At its last review of the space station, Nasa officially rated its acoustic environment as “bad,” and warned that some astronauts are now suffering temporary deafness after their tours of duty. US and Russian engineers have launched a priority repair programme to find ways to bring some hush to the rumbling station and to dampen its 72-decibel roar: the equivalent of standing beside a busy motorway.

Or as Nasa engineer Jerry Goodman states in Scientific American, “Noise was one of those issues that never seemed to get much respect.”
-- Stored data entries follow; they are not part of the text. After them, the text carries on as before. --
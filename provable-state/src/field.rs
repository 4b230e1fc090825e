//! Field elements and the collision-resistant hash `H` used across the crate.
//!
//! Every value that enters a proof is flattened into elements of the scalar
//! field of the Bandersnatch curve. Hashing follows the same recipe as the rest
//! of the crate's commitments: blake3 over the canonical little-endian encoding
//! of each element, reduced back into the field.
//!
//! Two hashing entry points exist:
//! - [`hash_fields`]: plain hash, used for Merkle nodes and option tree values.
//! - [`hash_with_prefix`]: the blake3 state is derived from a context string
//!   before any input is absorbed, so lists built for different purposes can
//!   never produce colliding commitments.
use alloy_primitives::U256;
use ark_ff::{BigInteger, One, PrimeField, Zero};
use ark_serialize::{CanonicalDeserialize, CanonicalSerialize};
use serde::{Deserialize, Deserializer, Serialize, Serializer};
use serde_with::{DeserializeAs, SerializeAs};

pub use ark_ed_on_bls12_381_bandersnatch::Fr;

/// The field every provable value lives in.
pub type FieldElement = Fr;

/// 32-byte little-endian encoding of a field element.
pub type FieldBytes = [u8; 32];

/// Returns the canonical 32-byte little-endian encoding of `element`.
#[inline]
pub fn field_to_bytes(element: &FieldElement) -> FieldBytes {
    let mut bytes = [0u8; 32];
    let le = element.into_bigint().to_bytes_le();
    bytes[..le.len()].copy_from_slice(&le);
    bytes
}

/// Hashes a sequence of field elements into a single field element.
#[inline]
pub fn hash_fields(fields: &[FieldElement]) -> FieldElement {
    let mut hasher = blake3::Hasher::new();
    absorb(&mut hasher, fields);
    squeeze(&hasher)
}

/// Hashes a sequence of field elements with a domain-separation prefix folded
/// into the initial hash state.
#[inline]
pub fn hash_with_prefix(prefix: &str, fields: &[FieldElement]) -> FieldElement {
    let mut hasher = blake3::Hasher::new_derive_key(prefix);
    absorb(&mut hasher, fields);
    squeeze(&hasher)
}

fn absorb(hasher: &mut blake3::Hasher, fields: &[FieldElement]) {
    for element in fields {
        hasher.update(&field_to_bytes(element));
    }
}

fn squeeze(hasher: &blake3::Hasher) -> FieldElement {
    Fr::from_le_bytes_mod_order(hasher.finalize().as_bytes())
}

/// Boolean select: `if_true` when `condition` holds, `if_false` otherwise.
///
/// Callers compute both operands up front so the amount of work does not
/// depend on the condition.
#[inline]
pub fn select<T>(condition: bool, if_true: T, if_false: T) -> T {
    if condition {
        if_true
    } else {
        if_false
    }
}

/// Maps a boolean to `0` or `1`.
#[inline]
pub fn bool_to_field(value: bool) -> FieldElement {
    if value {
        FieldElement::one()
    } else {
        FieldElement::zero()
    }
}

/// Interprets the bits of `element` as an unsigned 256-bit integer.
#[inline]
pub fn field_to_u256(element: &FieldElement) -> U256 {
    U256::from_le_bytes(field_to_bytes(element))
}

/// Maps a 256-bit integer into the field, reducing modulo the field order.
#[inline]
pub fn u256_to_field(value: U256) -> FieldElement {
    Fr::from_le_bytes_mod_order(&value.to_le_bytes::<32>())
}

/// Flattens a value into the field elements it is committed as.
pub trait ToFields {
    /// Returns the field encoding of `self`.
    fn to_fields(&self) -> Vec<FieldElement>;
}

impl ToFields for FieldElement {
    fn to_fields(&self) -> Vec<FieldElement> {
        vec![*self]
    }
}

impl ToFields for bool {
    fn to_fields(&self) -> Vec<FieldElement> {
        vec![bool_to_field(*self)]
    }
}

impl ToFields for () {
    fn to_fields(&self) -> Vec<FieldElement> {
        Vec::new()
    }
}

macro_rules! impl_to_fields_for_uint {
    ($($ty:ty),*) => {
        $(
            impl ToFields for $ty {
                fn to_fields(&self) -> Vec<FieldElement> {
                    vec![FieldElement::from(*self)]
                }
            }
        )*
    };
}

impl_to_fields_for_uint!(u8, u16, u32, u64, u128);

impl<T: ToFields, const N: usize> ToFields for [T; N] {
    fn to_fields(&self) -> Vec<FieldElement> {
        self.iter().flat_map(ToFields::to_fields).collect()
    }
}

impl<T: ToFields> ToFields for Vec<T> {
    fn to_fields(&self) -> Vec<FieldElement> {
        self.iter().flat_map(ToFields::to_fields).collect()
    }
}

impl<A: ToFields, B: ToFields> ToFields for (A, B) {
    fn to_fields(&self) -> Vec<FieldElement> {
        let mut fields = self.0.to_fields();
        fields.extend(self.1.to_fields());
        fields
    }
}

impl<T: ToFields> ToFields for &T {
    fn to_fields(&self) -> Vec<FieldElement> {
        (*self).to_fields()
    }
}

/// Serde helpers for a single field element, encoded as its canonical
/// compressed bytes. Use with `#[serde(with = "crate::field::serde_field")]`.
pub mod serde_field {
    use super::*;

    pub fn serialize<S>(element: &FieldElement, serializer: S) -> Result<S::Ok, S::Error>
    where
        S: Serializer,
    {
        let mut bytes = [0u8; 32];
        element
            .serialize_compressed(&mut bytes[..])
            .map_err(|e| serde::ser::Error::custom(e.to_string()))?;
        bytes.serialize(serializer)
    }

    pub fn deserialize<'de, D>(deserializer: D) -> Result<FieldElement, D::Error>
    where
        D: Deserializer<'de>,
    {
        let bytes = <[u8; 32]>::deserialize(deserializer)?;
        FieldElement::deserialize_compressed(&bytes[..])
            .map_err(|e| serde::de::Error::custom(e.to_string()))
    }
}

/// `serde_with` adapter encoding a field element as its canonical compressed
/// bytes, for use inside `#[serde_as(as = "...")]` annotations.
pub struct AsFieldBytes;

impl SerializeAs<FieldElement> for AsFieldBytes {
    fn serialize_as<S>(source: &FieldElement, serializer: S) -> Result<S::Ok, S::Error>
    where
        S: Serializer,
    {
        serde_field::serialize(source, serializer)
    }
}

impl<'de> DeserializeAs<'de, FieldElement> for AsFieldBytes {
    fn deserialize_as<D>(deserializer: D) -> Result<FieldElement, D::Error>
    where
        D: Deserializer<'de>,
    {
        serde_field::deserialize(deserializer)
    }
}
The discovery that the space station is as noisy as a local council swimming pool on a bank holiday will shock many people. It is generally assumed that life 240 miles above Earth is a serene experience with astronauts floating around while gazing down on the planet to the sound of the “Blue Danube.” In fact, life in a ship that clangs like a tramp steamer is fairly miserable for astronauts. Most of their noise problems emanate from the very equipment needed to keep them alive.

The worst problems come from the craft’s Russian-built service module, where the pumps and motors are housed, and where sound soars over the 70 dB limit. Unfortunately, that is where two of the station’s three permanent astronauts have sleeping quarters. The third sleeps in the station’s American side, where life is closer to the 60 dB limit set by the US navy for its ships.

Russian and US engineers want to get the rest of the station as quiet as this. Acoustic dampers are being designed for each pump and motor in the Russian module and during the coming months these will be fitted by grateful astronauts.—Dawn/The Observer News Service.